Ces inspirateurs de cette pensée qui positionne l'Islam face à l'exigence du vivre-ensemble en tant que croyance minoritaire, on de la même façon appelé au militantisme pour que les musulmans sortent de cette pyramide d'idées toutes faites : «Militer pour la liberté de la pensée et remettait en cause toute cette conscience mythique dans l'institution de l'Islam. Un militantisme qui est pour 'la ikraha fi dine' (la foi est libre).
La renaissance de l'Islam devrait passer aussi par son humanisme.
- Retour sur la charte
« La montée du djihad en France est une incongruité inouïe qui mène à des actions monstrueuses et contraires à toutes nos valeurs » déclare Dalil Boubaker Il appelle ainsi à porter une attention toute particulière sur les enfants d'Européens qui se rendent dans les mosquées pour demander une conversion rapide. Car ces jeunes sont impatients d'entreprendre des actions pour défendre l'islam et combattre les ennemis de l'islam.
C'est certain, ces jeunes ciblés par cette déclaration surprenante restent minoritaires. Le nombre de nés musulmans sur notre territoire est bien supérieur aux 4000 conversions qui ont lieu chaque année, et surtout quand on sait que sur cinq aspirants candidats au Djihad, un seul est un converti. Pourquoi alors ne pas porter un regard équitable sur ces deux catégories ?
Il aurait été également instructif que monsieur Boubaker nous explique pourquoi les Européens nouvellement convertis plongent directement dans le djihad.
Mais pour nous rassurer, le recteur de la Grande mosquée a décidé de prendre le problème à bras-le-corps : une charte de 21 articles « Convention des musulmans de France pour le vivre-ensemble « sera distribuée aux quelques 2000 mosquées pour ne laisser aucune place aux imams prêcheurs de haine. « Convention », « vivre ensemble » pour laquelle les prédicateurs ne seront pas forcément perméables.
Quoi qu'il en soit, la tâche sera difficile, puisqu'elle cible une organisation structurée d'un islam politique importé, avec ses recruteurs, ses armes, et des objectifs guerriers.

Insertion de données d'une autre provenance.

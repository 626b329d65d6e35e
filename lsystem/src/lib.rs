// pathfinder/lsystem/src/lib.rs
//
// Copyright © 2019 The Pathfinder Project Developers.
//
// Licensed under the Apache License, Version 2.0 <LICENSE-APACHE or
// http://www.apache.org/licenses/LICENSE-2.0> or the MIT license
// <LICENSE-MIT or http://opensource.org/licenses/MIT>, at your
// option. This file may not be copied, modified, or distributed
// except according to those terms.

//! L-system definitions and a small text format to write them in.

#[macro_use]
extern crate bitflags;
#[macro_use]
extern crate lalrpop_util;

pub mod ast;

lalrpop_mod!(pub grammar); // synthesized by LALRPOP

use crate::ast::ConfigSet;
use thiserror::Error;

pub type Parser = grammar::ConfigParser;

#[derive(Clone, Debug, Error, PartialEq)]
pub enum ParseError {
    #[error("syntax error: {0}")]
    Syntax(String),
}

/// Parses a whole configuration, settings first and definitions after.
pub fn parse(input: &str) -> Result<ConfigSet, ParseError> {
    Parser::new().parse(input).map_err(|err| ParseError::Syntax(err.to_string()))
}
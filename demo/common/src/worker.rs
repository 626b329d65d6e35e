// pathfinder/demo/common/src/worker.rs
//
// Copyright © 2019 The Pathfinder Project Developers.
//
// Licensed under the Apache License, Version 2.0 <LICENSE-APACHE or
// http://www.apache.org/licenses/LICENSE-2.0> or the MIT license
// <LICENSE-MIT or http://opensource.org/licenses/MIT>, at your
// option. This file may not be copied, modified, or distributed
// except according to those terms.

//! Runs a simulator on its own thread so that long expansions don't block the caller.

use crate::DemoError;
use log::{debug, error};
use lsystem::ast::ConfigSet;
use lsystem_turtle::{ConfigError, ExecResult, Request, Response, Simulator, SimulatorSettings};
use std::sync::mpsc::{self, Receiver, Sender};
use std::thread::{self, JoinHandle};

/// Owns one [`Simulator`] on a background thread. Requests are answered one at a time, in the
/// order they were sent.
pub struct SimulatorWorker {
    requests: Option<Sender<Request>>,
    responses: Receiver<Response>,
    thread: Option<JoinHandle<()>>,
}

impl SimulatorWorker {
    pub fn spawn(settings: SimulatorSettings) -> Result<SimulatorWorker, DemoError> {
        let (request_tx, request_rx) = mpsc::channel::<Request>();
        let (response_tx, response_rx) = mpsc::channel();

        let thread = thread::Builder::new()
            .name("lsystem-simulator".to_owned())
            .spawn(move || {
                let mut simulator = Simulator::new(settings);
                for request in request_rx {
                    if response_tx.send(simulator.process(request)).is_err() {
                        break;
                    }
                }
                debug!("Simulator thread exiting after {} compiles", simulator.compile_count());
            })
            .map_err(DemoError::Spawn)?;

        Ok(SimulatorWorker { requests: Some(request_tx), responses: response_rx, thread: Some(thread) })
    }

    /// Sends `request` and waits for its response.
    pub fn request(&self, request: Request) -> Result<Response, DemoError> {
        let requests = self.requests.as_ref().ok_or(DemoError::Disconnected)?;
        requests.send(request).map_err(|_| DemoError::Disconnected)?;
        self.responses.recv().map_err(|_| DemoError::Disconnected)
    }

    pub fn exec(&self, config: ConfigSet) -> Result<ExecResult, DemoError> {
        match self.request(Request::Exec(config))? {
            Response::Exec(result) => Ok(result),
            _ => Err(DemoError::UnexpectedResponse),
        }
    }

    pub fn exec_double_stack_size(&self, config: ConfigSet) -> Result<ExecResult, DemoError> {
        match self.request(Request::ExecDoubleStackSize(config))? {
            Response::Exec(result) => Ok(result),
            _ => Err(DemoError::UnexpectedResponse),
        }
    }

    pub fn action_str(&self, config: ConfigSet) -> Result<Result<String, ConfigError>, DemoError> {
        match self.request(Request::ActionStr(config))? {
            Response::ActionStr(result) => Ok(result),
            _ => Err(DemoError::UnexpectedResponse),
        }
    }

    pub fn set_max_stack_size(&self, max_stack_size: usize) -> Result<(), DemoError> {
        match self.request(Request::SetMaxStackSize(max_stack_size))? {
            Response::MaxStackSize(_) => Ok(()),
            _ => Err(DemoError::UnexpectedResponse),
        }
    }
}

impl Drop for SimulatorWorker {
    fn drop(&mut self) {
        // Hanging up ends the thread's request loop.
        self.requests.take();
        if let Some(thread) = self.thread.take() {
            if thread.join().is_err() {
                error!("simulator thread panicked");
            }
        }
    }
}

#[cfg(test)]
mod tests {
    use super::*;
    use lsystem::ast::{Definition, LiteralFlags};
    use lsystem_geometry::color::ColorU;
    use lsystem_turtle::ResultKind;

    fn doubling() -> ConfigSet {
        ConfigSet {
            definitions: vec![Definition::new(
                'A',
                "AA",
                ColorU::black(),
                LiteralFlags::PAINT | LiteralFlags::MOVE,
            )],
            num_iter: 12,
            ..ConfigSet::default()
        }
    }

    #[test]
    fn requests_are_answered_in_order() {
        let worker = SimulatorWorker::spawn(SimulatorSettings::default()).unwrap();

        let result = worker.exec(doubling()).unwrap();
        assert_eq!(result.kind, ResultKind::Ok);
        assert_eq!(result.segments.len(), 4096);

        worker.set_max_stack_size(1000).unwrap();
        let result = worker.exec(doubling()).unwrap();
        assert_eq!(result.kind, ResultKind::ExceedStackSize);
        assert_eq!(result.iterations, 10);

        let result = worker.exec_double_stack_size(doubling()).unwrap();
        assert_eq!(result.kind, ResultKind::ExceedStackSize);
        assert_eq!(result.iterations, 11);

        let config = ConfigSet { num_iter: 3, ..doubling() };
        assert_eq!(worker.action_str(config).unwrap(), Ok("AAAAAAAA".to_string()));
    }
}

De là à envisager le lien direct entre islam et violence terroriste, il n'y aura qu'un pas si la pédagogie est frileuse !

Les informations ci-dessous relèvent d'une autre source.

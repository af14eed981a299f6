//! Deterministic assignment of work items to workers

use crate::error::SetupError;
use crate::types::WorkItem;

/// Assigns a disjoint slice of the inventory to one worker.
///
/// Items are sorted by `(group_key, item_id)` and worker `i` of `W` takes every
/// item whose position `p` satisfies `p mod W == i`. Every worker computes the
/// same order independently, so no coordination is needed.
#[derive(Debug, Clone, Copy, PartialEq, Eq)]
pub struct WorkPartitioner {
    worker_index: usize,
    total_workers: usize,
}

impl WorkPartitioner {
    pub fn new(worker_index: usize, total_workers: usize) -> Result<Self, SetupError> {
        if total_workers == 0 || worker_index >= total_workers {
            return Err(SetupError::InvalidAssignment {
                index: worker_index,
                total: total_workers,
            });
        }
        Ok(Self {
            worker_index,
            total_workers,
        })
    }

    pub fn worker_index(&self) -> usize {
        self.worker_index
    }

    pub fn total_workers(&self) -> usize {
        self.total_workers
    }

    /// This worker's slice, in global enumeration order
    pub fn partition(&self, items: &[WorkItem]) -> Vec<WorkItem> {
        let mut sorted: Vec<&WorkItem> = items.iter().collect();
        sorted.sort_by(|a, b| a.cmp_order(b));

        sorted
            .into_iter()
            .enumerate()
            .filter(|(position, _)| position % self.total_workers == self.worker_index)
            .map(|(_, item)| item.clone())
            .collect()
    }
}

#[cfg(test)]
mod tests {
    use super::*;
    use proptest::prelude::*;
    use std::collections::HashSet;

    fn items(keys: &[(&str, &str)]) -> Vec<WorkItem> {
        keys.iter()
            .map(|(g, i)| WorkItem::new(*g, *i, format!("/in/{}/{}", g, i), 2048))
            .collect()
    }

    #[test]
    fn test_rejects_bad_assignment() {
        assert!(WorkPartitioner::new(0, 0).is_err());
        assert!(matches!(
            WorkPartitioner::new(3, 3),
            Err(SetupError::InvalidAssignment { index: 3, total: 3 })
        ));
        assert!(WorkPartitioner::new(2, 3).is_ok());
    }

    #[test]
    fn test_round_robin_over_sorted_order() {
        let inventory = items(&[("b", "1.pdf"), ("a", "2.pdf"), ("a", "1.pdf"), ("c", "1.pdf")]);

        let first = WorkPartitioner::new(0, 2).unwrap().partition(&inventory);
        let second = WorkPartitioner::new(1, 2).unwrap().partition(&inventory);

        let ids = |v: &[WorkItem]| v.iter().map(|w| w.to_string()).collect::<Vec<_>>();
        assert_eq!(ids(&first), vec!["a/1.pdf", "b/1.pdf"]);
        assert_eq!(ids(&second), vec!["a/2.pdf", "c/1.pdf"]);
    }

    #[test]
    fn test_more_workers_than_items() {
        let inventory = items(&[("a", "1.pdf")]);
        assert_eq!(WorkPartitioner::new(0, 4).unwrap().partition(&inventory).len(), 1);
        assert!(WorkPartitioner::new(3, 4).unwrap().partition(&inventory).is_empty());
    }

    proptest! {
        #[test]
        fn prop_partitions_are_disjoint_and_cover(
            keys in proptest::collection::hash_set(("[a-d]{1,2}", "[0-9]{1,3}\\.pdf"), 0..60),
            total in 1usize..8,
        ) {
            let inventory: Vec<WorkItem> = keys
                .iter()
                .map(|(g, i)| WorkItem::new(g.clone(), i.clone(), "/in/x", 2048))
                .collect();

            let mut seen = HashSet::new();
            let mut covered = 0;
            for index in 0..total {
                let slice = WorkPartitioner::new(index, total).unwrap().partition(&inventory);
                covered += slice.len();
                for item in slice {
                    prop_assert!(seen.insert(item.key()));
                }
            }
            prop_assert_eq!(covered, inventory.len());
        }

        #[test]
        fn prop_partition_ignores_input_order(
            keys in proptest::collection::hash_set(("[a-c]", "[0-9]{1,2}"), 0..30),
            total in 1usize..5,
        ) {
            let mut inventory: Vec<WorkItem> = keys
                .iter()
                .map(|(g, i)| WorkItem::new(g.clone(), i.clone(), "/in/x", 2048))
                .collect();
            let forward = WorkPartitioner::new(0, total).unwrap().partition(&inventory);
            inventory.reverse();
            let backward = WorkPartitioner::new(0, total).unwrap().partition(&inventory);
            prop_assert_eq!(forward, backward);
        }
    }
}
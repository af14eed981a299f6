//! Consolidation of per-worker shards into the store

use serde::Serialize;
use std::collections::HashSet;
use std::fs;
use std::path::{Path, PathBuf};
use std::time::Duration;
use tracing::{info, warn};

use super::fsutil::atomic_write;
use super::lock::{AcquireResult, LockManager};
use super::shard::{encode_rows, read_rows, read_store_rows, ShardRow, ShardSchema};
use crate::error::{Error, Result};
use crate::types::ItemKey;

/// Counts from one merge pass
#[derive(Debug, Clone, Default, PartialEq, Eq, Serialize)]
pub struct MergeReport {
    pub shards: usize,
    pub rows_read: usize,
    /// Rows whose payload was entirely blank
    pub blank_dropped: usize,
    /// Rows whose key was already in the store
    pub already_merged: usize,
    /// Rows whose key appeared in an earlier shard of this pass
    pub duplicates: usize,
    pub added: usize,
    /// Store size after the pass
    pub store_rows: usize,
    /// Whether the store file was replaced
    pub rewritten: bool,
}

/// Merges shards into the consolidated store.
///
/// Keys already in the store are never replaced. Among shards, the first
/// occurrence in sorted path order wins. The store is replaced atomically and
/// a concurrent merge on the same store fails fast.
#[derive(Debug, Clone)]
pub struct ShardMerger {
    schema: ShardSchema,
    max_attempts: u32,
    backoff: Duration,
    locks: LockManager,
}

impl ShardMerger {
    pub fn new(schema: ShardSchema, max_attempts: u32, backoff: Duration) -> Self {
        Self {
            schema,
            max_attempts: max_attempts.max(1),
            backoff,
            locks: LockManager::new(0, Duration::from_secs(900)),
        }
    }

    /// Age after which an abandoned merge lock is reclaimed
    pub fn with_stale_after(mut self, stale_after: Duration) -> Self {
        self.locks = LockManager::new(0, stale_after);
        self
    }

    /// Shard files in `shard_dir`, sorted by path
    pub fn discover_shards(shard_dir: &Path) -> Result<Vec<PathBuf>> {
        let entries = match fs::read_dir(shard_dir) {
            Ok(entries) => entries,
            Err(e) if e.kind() == std::io::ErrorKind::NotFound => return Ok(Vec::new()),
            Err(e) => return Err(e.into()),
        };

        let mut shards = Vec::new();
        for entry in entries {
            let path = entry?.path();
            let is_shard = path.is_file()
                && path.extension().map(|e| e == "csv").unwrap_or(false)
                && path
                    .file_name()
                    .and_then(|n| n.to_str())
                    .map(|n| n.starts_with("shard_"))
                    .unwrap_or(false);
            if is_shard {
                shards.push(path);
            }
        }
        shards.sort();
        Ok(shards)
    }

    /// Merge `shard_paths` into `store_path`.
    ///
    /// Fails without touching the store when any stored row does not parse.
    pub fn merge(&self, shard_paths: &[PathBuf], store_path: &Path) -> Result<MergeReport> {
        let _guard = match self.locks.try_acquire(store_path)? {
            AcquireResult::Acquired(token) => token,
            AcquireResult::Busy(holder) => {
                let by = holder
                    .map(|l| format!(" (pid {})", l.pid))
                    .unwrap_or_default();
                return Err(Error::lock(
                    LockManager::lock_path(store_path),
                    format!("another merge is already running{}", by),
                ));
            }
        };

        let existing = read_store_rows(store_path, &self.schema)?;
        let store_exists = store_path.is_file();
        let existing_keys: HashSet<ItemKey> = existing.iter().map(ShardRow::key).collect();

        let mut sorted: Vec<&PathBuf> = shard_paths.iter().collect();
        sorted.sort();

        let mut report = MergeReport {
            shards: sorted.len(),
            ..Default::default()
        };
        let mut seen = HashSet::new();
        let mut incoming = Vec::new();

        for shard in sorted {
            for row in read_rows(shard, &self.schema)? {
                report.rows_read += 1;
                let key = row.key();
                if row.is_blank() {
                    report.blank_dropped += 1;
                } else if existing_keys.contains(&key) {
                    report.already_merged += 1;
                } else if !seen.insert(key) {
                    report.duplicates += 1;
                } else {
                    incoming.push(row);
                }
            }
        }

        report.added = incoming.len();
        report.store_rows = existing.len() + incoming.len();

        if incoming.is_empty() && store_exists {
            info!("Merge found nothing new for {}", store_path.display());
            return Ok(report);
        }

        let bytes = encode_rows(&self.schema, existing.iter().chain(incoming.iter()))?;
        self.replace_with_retry(store_path, &bytes)?;
        report.rewritten = true;

        info!(
            "Merged {} new rows into {} ({} total, {} blank, {} already merged, {} duplicates)",
            report.added,
            store_path.display(),
            report.store_rows,
            report.blank_dropped,
            report.already_merged,
            report.duplicates
        );
        Ok(report)
    }

    fn replace_with_retry(&self, store_path: &Path, bytes: &[u8]) -> Result<()> {
        let mut attempt = 1;
        loop {
            match atomic_write(store_path, bytes) {
                Ok(()) => return Ok(()),
                Err(e) if attempt < self.max_attempts => {
                    let delay = self.backoff * attempt;
                    warn!(
                        "Replacing {} failed (attempt {}/{}): {}; retrying in {:?}",
                        store_path.display(),
                        attempt,
                        self.max_attempts,
                        e,
                        delay
                    );
                    std::thread::sleep(delay);
                    attempt += 1;
                }
                Err(e) => {
                    return Err(Error::MergeExhausted {
                        attempts: attempt,
                        message: e.to_string(),
                    });
                }
            }
        }
    }
}

#[cfg(test)]
mod tests {
    use super::*;
    use crate::storage::shard::ShardWriter;
    use std::collections::BTreeMap;
    use tempfile::tempdir;

    fn schema() -> ShardSchema {
        ShardSchema::new(vec!["wage_information".to_string()], vec![]).unwrap()
    }

    fn row(group: &str, item: &str, wage: &str, worker: usize) -> ShardRow {
        let mut fields = BTreeMap::new();
        fields.insert("wage_information".to_string(), wage.to_string());
        ShardRow {
            group_key: group.to_string(),
            item_id: item.to_string(),
            worker_index: worker,
            extracted_at: "2026-01-01T00:00:00Z".to_string(),
            fields,
        }
    }

    fn merger() -> ShardMerger {
        ShardMerger::new(schema(), 3, Duration::from_millis(1))
    }

    #[test]
    fn test_merge_filters_and_is_idempotent() {
        let dir = tempdir().unwrap();
        let shard_dir = dir.path().join("shards");
        let store = dir.path().join("store.csv");

        let w0 = ShardWriter::for_worker(&shard_dir, 0, schema());
        w0.append(&row("1", "a.pdf", "scale A", 0)).unwrap();
        w0.append(&row("1", "blank.pdf", "Empty", 0)).unwrap();
        let w1 = ShardWriter::for_worker(&shard_dir, 1, schema());
        w1.append(&row("1", "a.pdf", "later copy", 1)).unwrap();
        w1.append(&row("2", "b.pdf", "scale B", 1)).unwrap();

        let shards = ShardMerger::discover_shards(&shard_dir).unwrap();
        assert_eq!(shards.len(), 2);

        let first = merger().merge(&shards, &store).unwrap();
        assert_eq!(first.rows_read, 4);
        assert_eq!(first.blank_dropped, 1);
        assert_eq!(first.duplicates, 1);
        assert_eq!(first.added, 2);
        assert!(first.rewritten);

        let rows = read_rows(&store, &schema()).unwrap();
        assert_eq!(rows.len(), 2);
        assert_eq!(rows[0].fields["wage_information"], "scale A");

        let second = merger().merge(&shards, &store).unwrap();
        assert_eq!(second.added, 0);
        assert_eq!(second.already_merged, 3);
        assert!(!second.rewritten);
        assert_eq!(read_rows(&store, &schema()).unwrap(), rows);
    }

    #[test]
    fn test_existing_store_rows_win() {
        let dir = tempdir().unwrap();
        let store = dir.path().join("store.csv");
        fs::write(&store, encode_rows(&schema(), &[row("1", "a.pdf", "original", 5)]).unwrap())
            .unwrap();

        let shard = ShardWriter::for_worker(dir.path(), 0, schema());
        shard.append(&row("1", "a.pdf", "rerun", 0)).unwrap();
        shard.append(&row("1", "c.pdf", "new", 0)).unwrap();

        let report = merger()
            .merge(&[shard.path().to_path_buf()], &store)
            .unwrap();
        assert_eq!(report.already_merged, 1);
        assert_eq!(report.store_rows, 2);

        let rows = read_rows(&store, &schema()).unwrap();
        assert_eq!(rows[0].fields["wage_information"], "original");
        assert_eq!(rows[1].item_id, "c.pdf");
    }

    #[test]
    fn test_empty_shard_set_creates_store() {
        let dir = tempdir().unwrap();
        let store = dir.path().join("out/store.csv");
        let report = merger().merge(&[], &store).unwrap();
        assert_eq!(report.store_rows, 0);
        assert!(store.is_file());
    }

    #[test]
    fn test_concurrent_merge_fails_fast() {
        let dir = tempdir().unwrap();
        let store = dir.path().join("store.csv");
        let holder = LockManager::new(7, Duration::from_secs(900));
        let _token = holder.try_acquire(&store).unwrap();

        let err = merger().merge(&[], &store).unwrap_err();
        assert!(matches!(err, Error::Lock { .. }));
    }

    #[test]
    fn test_damaged_store_is_left_alone() {
        let dir = tempdir().unwrap();
        let store = dir.path().join("store.csv");
        let original = "group_key,item_id,worker_index,extracted_at,wage_information\n\
                        1,a.pdf,0,t,kept\n\
                        1,old.pdf,x,t,prior data\n";
        fs::write(&store, original).unwrap();

        let shard = ShardWriter::for_worker(dir.path(), 0, schema());
        shard.append(&row("1", "new.pdf", "fresh", 0)).unwrap();
        shard.append(&row("1", "old.pdf", "rerun", 0)).unwrap();

        let err = merger()
            .merge(&[shard.path().to_path_buf()], &store)
            .unwrap_err();
        assert!(matches!(err, Error::Schema(_)));
        assert_eq!(fs::read_to_string(&store).unwrap(), original);
    }

    #[test]
    fn test_replace_gives_up_after_max_attempts() {
        let dir = tempdir().unwrap();
        // A non-empty directory cannot be replaced by a file
        let store = dir.path().join("store.csv");
        fs::create_dir(&store).unwrap();
        fs::write(store.join("keep.txt"), "old").unwrap();

        let err = merger().replace_with_retry(&store, b"new").unwrap_err();
        assert!(matches!(err, Error::MergeExhausted { attempts: 3, .. }));
        assert_eq!(fs::read_to_string(store.join("keep.txt")).unwrap(), "old");
    }

    #[test]
    fn test_discover_ignores_other_files() {
        let dir = tempdir().unwrap();
        fs::write(dir.path().join("shard_1.csv"), "").unwrap();
        fs::write(dir.path().join("shard_0.csv"), "").unwrap();
        fs::write(dir.path().join("notes.txt"), "").unwrap();
        fs::write(dir.path().join("backup.csv"), "").unwrap();

        let shards = ShardMerger::discover_shards(dir.path()).unwrap();
        let names: Vec<_> = shards
            .iter()
            .map(|p| p.file_name().unwrap().to_string_lossy().to_string())
            .collect();
        assert_eq!(names, vec!["shard_0.csv", "shard_1.csv"]);
        assert!(ShardMerger::discover_shards(&dir.path().join("missing")).unwrap().is_empty());
    }
}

La communauté musulmane devra donc s'engage à mener sur le terrain des actions préventives, afin de débusquer les premiers symptômes de radicalisation sur les fils d'Européens, dans l'espoir de couper le mal à la racine.
Mais seront-elles efficaces devant une religion qualifiée par le même Boubaker, il y a trois ans, d'idéologie de lutte et d'agression ?

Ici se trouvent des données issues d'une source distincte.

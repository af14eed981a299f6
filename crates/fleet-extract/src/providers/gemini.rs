//! Gemini client for structured extraction via the Generative Language API
//!
//! Sends the whole source inline with the extraction prompt and asks for a
//! JSON response.

use async_trait::async_trait;
use base64::Engine;
use std::time::Duration;

use super::extractor::{parse_payload, Extraction, Extractor, RemoteError, SourceContent, TokenUsage};
use crate::config::GeminiConfig;
use crate::error::Result;
use crate::retry::ErrorClass;

/// Longest response body kept in an error message
const MAX_ERROR_BODY: usize = 500;

/// Gemini extractor authenticated with an API key
pub struct GeminiExtractor {
    client: reqwest::Client,
    config: GeminiConfig,
    api_key: String,
}

impl GeminiExtractor {
    /// Create a new Gemini extractor
    ///
    /// # Arguments
    /// * `config` - Model, sampling and prompt settings
    /// * `api_key` - Key resolved from the environment
    pub fn new(config: GeminiConfig, api_key: String) -> Result<Self> {
        let client = reqwest::Client::builder().build()?;
        Ok(Self {
            client,
            config,
            api_key,
        })
    }

    /// Get the API endpoint URL
    fn endpoint(&self) -> String {
        format!(
            "{}/models/{}:generateContent",
            self.config.base_url.trim_end_matches('/'),
            self.config.model
        )
    }

    fn build_request(&self, source: &SourceContent) -> GenerateRequest {
        let prompt = format!("{}\n\nDocument: {}", self.config.prompt, source.file_name);
        GenerateRequest {
            contents: vec![Content {
                role: "user".to_string(),
                parts: vec![
                    Part::Text { text: prompt },
                    Part::InlineData {
                        inline_data: InlineData {
                            mime_type: source.mime_type.clone(),
                            data: base64::engine::general_purpose::STANDARD.encode(&source.bytes),
                        },
                    },
                ],
            }],
            generation_config: GenerationConfig {
                temperature: self.config.temperature,
                top_p: self.config.top_p,
                top_k: self.config.top_k,
                max_output_tokens: self.config.max_output_tokens,
                seed: self.config.seed,
                response_mime_type: "application/json".to_string(),
            },
        }
    }
}

#[derive(serde::Serialize)]
struct GenerateRequest {
    contents: Vec<Content>,
    #[serde(rename = "generationConfig")]
    generation_config: GenerationConfig,
}

#[derive(serde::Serialize)]
struct Content {
    role: String,
    parts: Vec<Part>,
}

#[derive(serde::Serialize)]
#[serde(untagged)]
enum Part {
    Text {
        text: String,
    },
    InlineData {
        #[serde(rename = "inlineData")]
        inline_data: InlineData,
    },
}

#[derive(serde::Serialize)]
struct InlineData {
    #[serde(rename = "mimeType")]
    mime_type: String,
    data: String,
}

#[derive(serde::Serialize)]
struct GenerationConfig {
    temperature: f32,
    #[serde(rename = "topP")]
    top_p: f32,
    #[serde(rename = "topK")]
    top_k: u32,
    #[serde(rename = "maxOutputTokens")]
    max_output_tokens: u32,
    seed: i64,
    #[serde(rename = "responseMimeType")]
    response_mime_type: String,
}

#[derive(serde::Deserialize)]
struct GenerateResponse {
    #[serde(default)]
    candidates: Vec<Candidate>,
    #[serde(rename = "usageMetadata", default)]
    usage_metadata: Option<UsageMetadata>,
}

#[derive(serde::Deserialize)]
struct Candidate {
    content: Option<ResponseContent>,
    #[serde(rename = "finishReason", default)]
    finish_reason: Option<String>,
}

#[derive(serde::Deserialize)]
struct ResponseContent {
    #[serde(default)]
    parts: Vec<ResponsePart>,
}

#[derive(serde::Deserialize)]
struct ResponsePart {
    #[serde(default)]
    text: Option<String>,
}

#[derive(serde::Deserialize)]
struct UsageMetadata {
    #[serde(rename = "promptTokenCount", default)]
    prompt_token_count: u64,
    #[serde(rename = "candidatesTokenCount", default)]
    candidates_token_count: u64,
}

/// Turn a response body into an extraction
fn parse_response(body: &str) -> std::result::Result<Extraction, RemoteError> {
    let response: GenerateResponse = serde_json::from_str(body)
        .map_err(|e| RemoteError::new(format!("Failed to parse Gemini response: {}", e)))?;

    let usage = response
        .usage_metadata
        .map(|u| TokenUsage {
            input_tokens: u.prompt_token_count,
            output_tokens: u.candidates_token_count,
        })
        .unwrap_or_default();

    let candidate = response
        .candidates
        .into_iter()
        .next()
        .ok_or_else(|| RemoteError::new("No candidates in Gemini response"))?;

    let text: String = candidate
        .content
        .map(|c| c.parts.into_iter().filter_map(|p| p.text).collect())
        .unwrap_or_default();

    if text.trim().is_empty() {
        let reason = candidate.finish_reason.unwrap_or_else(|| "unknown".to_string());
        return Err(RemoteError::new(format!(
            "No text in Gemini response (finish reason: {})",
            reason
        )));
    }

    Ok(Extraction {
        payload: parse_payload(&text)?,
        usage,
    })
}

/// Map a transport failure to a remote error
fn transport_error(err: reqwest::Error) -> RemoteError {
    let remote = RemoteError::new(format!("Gemini request failed: {}", err));
    if err.is_timeout() {
        remote.with_class(ErrorClass::Timeout)
    } else if err.is_connect() {
        remote.with_class(ErrorClass::ServiceUnavailable)
    } else {
        remote
    }
}

fn truncate(body: &str) -> String {
    match body.char_indices().nth(MAX_ERROR_BODY) {
        Some((idx, _)) => format!("{}...", &body[..idx]),
        None => body.to_string(),
    }
}

#[async_trait]
impl Extractor for GeminiExtractor {
    async fn extract(
        &self,
        source: &SourceContent,
        timeout: Duration,
    ) -> std::result::Result<Extraction, RemoteError> {
        let request = self.build_request(source);

        let response = self
            .client
            .post(self.endpoint())
            .header("x-goog-api-key", &self.api_key)
            .timeout(timeout)
            .json(&request)
            .send()
            .await
            .map_err(transport_error)?;

        let status = response.status();
        let body = response.text().await.map_err(transport_error)?;

        if !status.is_success() {
            return Err(RemoteError::with_status(
                status.as_u16(),
                format!("Gemini generation failed: {}", truncate(&body)),
            ));
        }

        parse_response(&body)
    }

    fn name(&self) -> &str {
        "gemini"
    }

    fn model(&self) -> &str {
        &self.config.model
    }
}

#[cfg(test)]
mod tests {
    use super::*;
    use crate::retry::classify_remote_error;
    use serde_json::json;

    fn extractor() -> GeminiExtractor {
        GeminiExtractor::new(GeminiConfig::default(), "test-key".to_string()).unwrap()
    }

    #[test]
    fn test_endpoint() {
        assert_eq!(
            extractor().endpoint(),
            "https://generativelanguage.googleapis.com/v1beta/models/gemini-2.5-flash:generateContent"
        );
    }

    #[test]
    fn test_request_shape() {
        let source = SourceContent::new("cao.pdf", b"%PDF-1.7".to_vec());
        let request = serde_json::to_value(extractor().build_request(&source)).unwrap();

        let parts = &request["contents"][0]["parts"];
        assert!(parts[0]["text"].as_str().unwrap().ends_with("Document: cao.pdf"));
        assert_eq!(parts[1]["inlineData"]["mimeType"], "application/pdf");
        assert_eq!(parts[1]["inlineData"]["data"], "JVBERi0xLjc=");
        assert_eq!(request["generationConfig"]["responseMimeType"], "application/json");
        assert_eq!(request["generationConfig"]["seed"], 42);
    }

    #[test]
    fn test_parse_response_with_usage() {
        let body = json!({
            "candidates": [{
                "content": {"parts": [{"text": "{\"wage_information\": \"scale A\"}"}]},
                "finishReason": "STOP"
            }],
            "usageMetadata": {"promptTokenCount": 1200, "candidatesTokenCount": 300}
        })
        .to_string();

        let extraction = parse_response(&body).unwrap();
        assert_eq!(extraction.payload["wage_information"], "scale A");
        assert_eq!(extraction.usage.total(), 1500);
    }

    #[test]
    fn test_empty_candidate_is_other_error() {
        let body = json!({"candidates": [{"finishReason": "SAFETY"}]}).to_string();
        let err = parse_response(&body).unwrap_err();
        assert!(err.message.contains("SAFETY"));
        assert_eq!(classify_remote_error(&err), ErrorClass::Other);
    }

    #[test]
    fn test_truncate_long_bodies() {
        let long = "x".repeat(MAX_ERROR_BODY + 10);
        assert_eq!(truncate(&long).len(), MAX_ERROR_BODY + 3);
        assert_eq!(truncate("short"), "short");
    }
}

Cela dit, la prévention ne sera pas efficace si des actions profondes d'endiguement par l'interconnaissance et par la justice sociale vis à vis de la « diversité »
- Endiguer les embrigadements par l'interconnaissance pour faire reculer l'ignorance et favoriser le rejet des obscurantismes dans les cités
Dans son 5ème principe du dialogue interreligieux au niveau local, le Conseil de l'Europe propose :
« Les autorités locales doivent déterminer des moments privilégiés aptes à favoriser l'interconnaissance et la rencontre des personnes en tant que personnes, et à réduire le sentiment de méfiance, voire de peur. Ces événements permettront de passer de l'ignorance à la connaissance, de la connaissance à la compréhension et de la compréhension à la confiance.» (Les 12 Principes du dialogue interreligieux au niveau local - Congrès des pouvoirs locaux et régionaux du Conseil de l'Europe)
Les jeunes qui se voient embrigadés par des prêcheurs de la haine et des usurpateurs endoctrinaires, et le sont aussi par leurs situations sociales. Ils sont exclus parfois du système scolaire, sans perspectives de travail et vivant la stigmatisation et l'isolement de la vie de la cité.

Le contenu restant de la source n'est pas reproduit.